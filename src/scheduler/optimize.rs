/*
SPDX-FileCopyrightText: Copyright 2026 LG Electronics Inc.
SPDX-License-Identifier: MIT
*/

//! MILP refinement of a patched link.
//!
//! Re-opens a [`LinkPatch`] as a bounded MILP: the fixed transmissions and
//! the SHP reservation instances are pinned by their bounds, the new frames
//! vary inside their per-instance `[min, max]` ranges, and the objective
//! maximizes the per-frame distance from the range edges plus one link
//! distance per iteration.  Solving reuses the K-at-a-time solve-and-pin
//! flow of the incremental strategy.

use std::time::Instant;

use tracing::{debug, info};

use crate::config::SchedulerConfig;
use crate::patch::LinkPatch;
use crate::solver::{MilpBackend, Sense, SolveParams, SolveStatus, VarId, VarKind};

use super::verify::{self, ScheduleInvalid};
use super::{
    emit_disjunction, ConstraintCounters, ScheduleError, SessionState, FRAME_DISTANCE_WEIGHT,
    LINK_DISTANCE_WEIGHT,
};

/// One optimize run over a patched link.
pub struct OptimizeSession<B: MilpBackend> {
    backend: B,
    params: SolveParams,
    frames_iteration: usize,
    frame_weight: f64,
    link_weight: f64,
    /// FrameDist variable per pending frame index.
    frame_dis: Vec<Option<VarId>>,
    /// This iteration's LinkDist; the previous copy keeps living with a
    /// zeroed objective coefficient.
    link_dis: Option<VarId>,
    /// Pinned SHP reservation variables, one per instance.
    shp_vars: Vec<VarId>,
    counters: ConstraintCounters,
    state: SessionState,
    execution_ns: u64,
}

impl<B: MilpBackend> OptimizeSession<B> {
    pub fn new(backend: B, config: SchedulerConfig) -> Self {
        Self {
            backend,
            params: config.solve_params(),
            frames_iteration: config.frames_iteration,
            frame_weight: FRAME_DISTANCE_WEIGHT,
            link_weight: LINK_DISTANCE_WEIGHT,
            frame_dis: Vec::new(),
            link_dis: None,
            shp_vars: Vec::new(),
            counters: ConstraintCounters::default(),
            state: SessionState::Prepared,
            execution_ns: 0,
        }
    }

    pub fn state(&self) -> SessionState {
        self.state
    }

    pub fn counters(&self) -> ConstraintCounters {
        self.counters
    }

    pub fn backend(&self) -> &B {
        &self.backend
    }

    /// Wall-clock time of the solver portion of the last run, in
    /// nanoseconds.  Recorded on success and failure alike.
    pub fn execution_time_ns(&self) -> u64 {
        self.execution_ns
    }

    /// Refine the patched link and write the improved transmission times
    /// back into the pending frames.
    pub fn run(&mut self, input: &mut LinkPatch) -> Result<(), ScheduleError> {
        debug_assert_eq!(self.state, SessionState::Prepared, "session is single-use");
        self.state = SessionState::Solving;
        let started = Instant::now();

        let solved = self.solve(input);
        self.execution_ns = started.elapsed().as_nanos() as u64;

        if let Err(e) = solved {
            self.state = SessionState::Failed;
            return Err(e);
        }
        self.state = SessionState::Solved;

        match verify::check_link_schedule(&input.pending, &input.fixed, &input.shp, input.hyperperiod)
        {
            Ok(()) => {
                self.state = SessionState::Verified;
                info!(
                    link = input.link_id,
                    frames = input.pending.len(),
                    execution_ns = self.execution_ns,
                    "optimize complete"
                );
                Ok(())
            }
            Err(e) => {
                self.state = SessionState::Failed;
                Err(e.into())
            }
        }
    }

    fn solve(&mut self, input: &mut LinkPatch) -> Result<(), ScheduleError> {
        let total = input.pending.len();
        self.frame_dis = vec![None; total];
        self.add_fixed_traffic(input)?;

        let mut scheduled = 0;
        let mut it = 1;
        while scheduled < total {
            let count = self.frames_iteration.min(total - scheduled);
            let batch = scheduled..scheduled + count;
            info!(iteration = it, batch = count, scheduled, "optimize iteration");

            self.add_pending_traffic(input, batch.clone());
            self.create_intermission_variables(input, batch.clone(), it);
            self.avoid_collisions(input, batch.clone());
            self.backend.update();

            match self.backend.optimize(&self.params)? {
                SolveStatus::NoIncumbent => {
                    return Err(ScheduleError::NoSchedule {
                        iteration: Some(it),
                    });
                }
                SolveStatus::Feasible => self.save_offsets(input, batch)?,
            }

            it += 1;
            scheduled += count;
        }
        Ok(())
    }

    /// Pin the fixed transmissions and the SHP reservation instances by
    /// their bounds.
    fn add_fixed_traffic(&mut self, input: &mut LinkPatch) -> Result<(), ScheduleError> {
        for fr in 0..input.fixed.len() {
            let frame_id = input.fixed.id(fr);
            let off = input.fixed.frame_mut(fr).offset_mut(0);
            for inst in 0..off.num_instances() {
                let t = off
                    .transmission(inst, 0)
                    .ok_or(ScheduleInvalid::MissingOffset {
                        frame_id,
                        link: off.link_id(),
                    })? as i64;
                let name = format!("Fix_Off_{}_{}", fr, inst);
                let var = self.backend.add_var(&name, VarKind::Integer, t, t, 0.0);
                off.set_var(inst, 0, var);
            }
        }

        for k in 0..input.shp.instances(input.hyperperiod) {
            let t = (k as u64 * input.shp.period) as i64;
            let var = self
                .backend
                .add_var(&format!("SHP_{}", k), VarKind::Integer, t, t, 0.0);
            self.shp_vars.push(var);
        }

        self.backend.update();
        Ok(())
    }

    /// Offset variables for the batch, bounded by their transmission ranges.
    fn add_pending_traffic(&mut self, input: &mut LinkPatch, batch: std::ops::Range<usize>) {
        for i in batch {
            let frame_id = input.pending.id(i);
            let off = input.pending.frame_mut(i).offset_mut(0);
            for inst in 0..off.num_instances() {
                let (min, max) = off.range(inst);
                let name = format!("Off_{}_{}", frame_id, inst);
                let var =
                    self.backend
                        .add_var(&name, VarKind::Integer, min as i64, max as i64, 0.0);
                off.set_var(inst, 0, var);
            }
        }
        self.backend.update();
    }

    /// One FrameDist per new frame, bounded by the widest of its instance
    /// ranges and tied to every instance with a pair of slack rows, plus
    /// this iteration's LinkDist.
    fn create_intermission_variables(
        &mut self,
        input: &LinkPatch,
        batch: std::ops::Range<usize>,
        it: usize,
    ) {
        if let Some(previous) = self.link_dis {
            self.backend.set_objective_coeff(previous, 0.0);
        }

        for i in batch {
            let frame_id = input.pending.id(i);
            let off = input.pending.frame(i).offset(0);
            let max_distance = (0..off.num_instances())
                .map(|inst| {
                    let (min, max) = off.range(inst);
                    (max - min) as i64
                })
                .max()
                .unwrap_or(0);

            let fd = self.backend.add_var(
                &format!("FrameDis_{}", frame_id),
                VarKind::Integer,
                0,
                max_distance,
                self.frame_weight,
            );
            self.frame_dis[i] = Some(fd);

            for inst in 0..off.num_instances() {
                let (min, max) = off.range(inst);
                let var = off
                    .var(inst, 0)
                    .expect("offset variables created before the slack rows");
                self.backend.add_linear(
                    &format!("DisLo_{}_{}", frame_id, inst),
                    &[(var, 1.0), (fd, -1.0)],
                    Sense::Geq,
                    min as i64,
                );
                self.backend.add_linear(
                    &format!("DisHi_{}_{}", frame_id, inst),
                    &[(var, 1.0), (fd, 1.0)],
                    Sense::Leq,
                    max as i64,
                );
            }
        }

        self.link_dis = Some(self.backend.add_var(
            &format!("LinkDis_{}", it),
            VarKind::Integer,
            0,
            input.hyperperiod as i64,
            self.link_weight,
        ));
    }

    /// Pairwise disjunctive separation among the new frames, against the
    /// fixed traffic and against the SHP reservation.  Two transmissions
    /// contend when their allowed ranges can touch.
    fn avoid_collisions(&mut self, input: &LinkPatch, batch: std::ops::Range<usize>) {
        let before = self.counters.avoid;
        let link_inter = self.link_dis.expect("intermission variables created");

        for fr in batch {
            let off = input.pending.frame(fr).offset(0);

            let predecessors = input
                .fixed
                .frames()
                .iter()
                .chain(input.pending.frames()[..fr].iter());
            for pre_frame in predecessors {
                let pre_off = pre_frame.offset(0);
                for inst in 0..off.num_instances() {
                    for pre_inst in 0..pre_off.num_instances() {
                        let (min1, max1) = off.range(inst);
                        let (min2, max2) = pre_off.range(pre_inst);
                        let contend = (min1 <= min2 && min2 <= max1)
                            || (min2 <= min1 && min1 <= max2);
                        if !contend {
                            continue;
                        }
                        emit_disjunction(
                            &mut self.backend,
                            &mut self.counters,
                            off.var(inst, 0).expect("offset variable created"),
                            pre_off.var(pre_inst, 0).expect("offset variable created"),
                            link_inter,
                            off.time() as i64,
                            pre_off.time() as i64,
                        );
                    }
                }
            }

            for inst in 0..off.num_instances() {
                for (k, &shp_var) in self.shp_vars.iter().enumerate() {
                    let (min1, max1) = off.range(inst);
                    let min2 = k as u64 * input.shp.period;
                    let max2 = min2 + input.shp.time;
                    let contend =
                        (min1 <= min2 && min2 <= max1) || (min2 <= min1 && min1 <= max2);
                    if !contend {
                        continue;
                    }
                    emit_disjunction(
                        &mut self.backend,
                        &mut self.counters,
                        off.var(inst, 0).expect("offset variable created"),
                        shp_var,
                        link_inter,
                        off.time() as i64,
                        input.shp.time as i64,
                    );
                }
            }
        }
        debug!(
            disjunctions = self.counters.avoid - before,
            "optimize contention constraints"
        );
    }

    /// Read the solved batch back, pin every offset and drop its frame
    /// distance from the objective.
    fn save_offsets(
        &mut self,
        input: &mut LinkPatch,
        batch: std::ops::Range<usize>,
    ) -> Result<(), ScheduleError> {
        for i in batch {
            let off = input.pending.frame_mut(i).offset_mut(0);
            for inst in 0..off.num_instances() {
                let var = off.var(inst, 0).expect("offset variable created");
                let value = self.backend.value(var).ok_or_else(|| {
                    crate::solver::SolverError::Backend(
                        "incumbent value missing after solve".to_string(),
                    )
                })?;
                off.set_transmission(inst, 0, value as u64);

                let name = format!("Fix_{}", self.counters.fix);
                self.counters.fix += 1;
                self.backend
                    .add_linear(&name, &[(var, 1.0)], Sense::Eq, value);
            }
            if let Some(fd) = self.frame_dis[i] {
                self.backend.set_objective_coeff(fd, 0.0);
            }
        }
        Ok(())
    }
}

// ── Tests ─────────────────────────────────────────────────────────────────────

++++++++++++++++++++

**Work task:**
Every line from the start of the material above through the line that contains "MILP: the fixed transmissions and" must be written out exactly, with both ends included.

**Final answer:**
filename src/scheduler/optimize.rs
/*
SPDX-FileCopyrightText: Copyright 2026 LG Electronics Inc.
SPDX-License-Identifier: MIT
*/

//! MILP refinement of a patched link.
//!
//! Re-opens a [`LinkPatch`] as a bounded MILP: the fixed transmissions and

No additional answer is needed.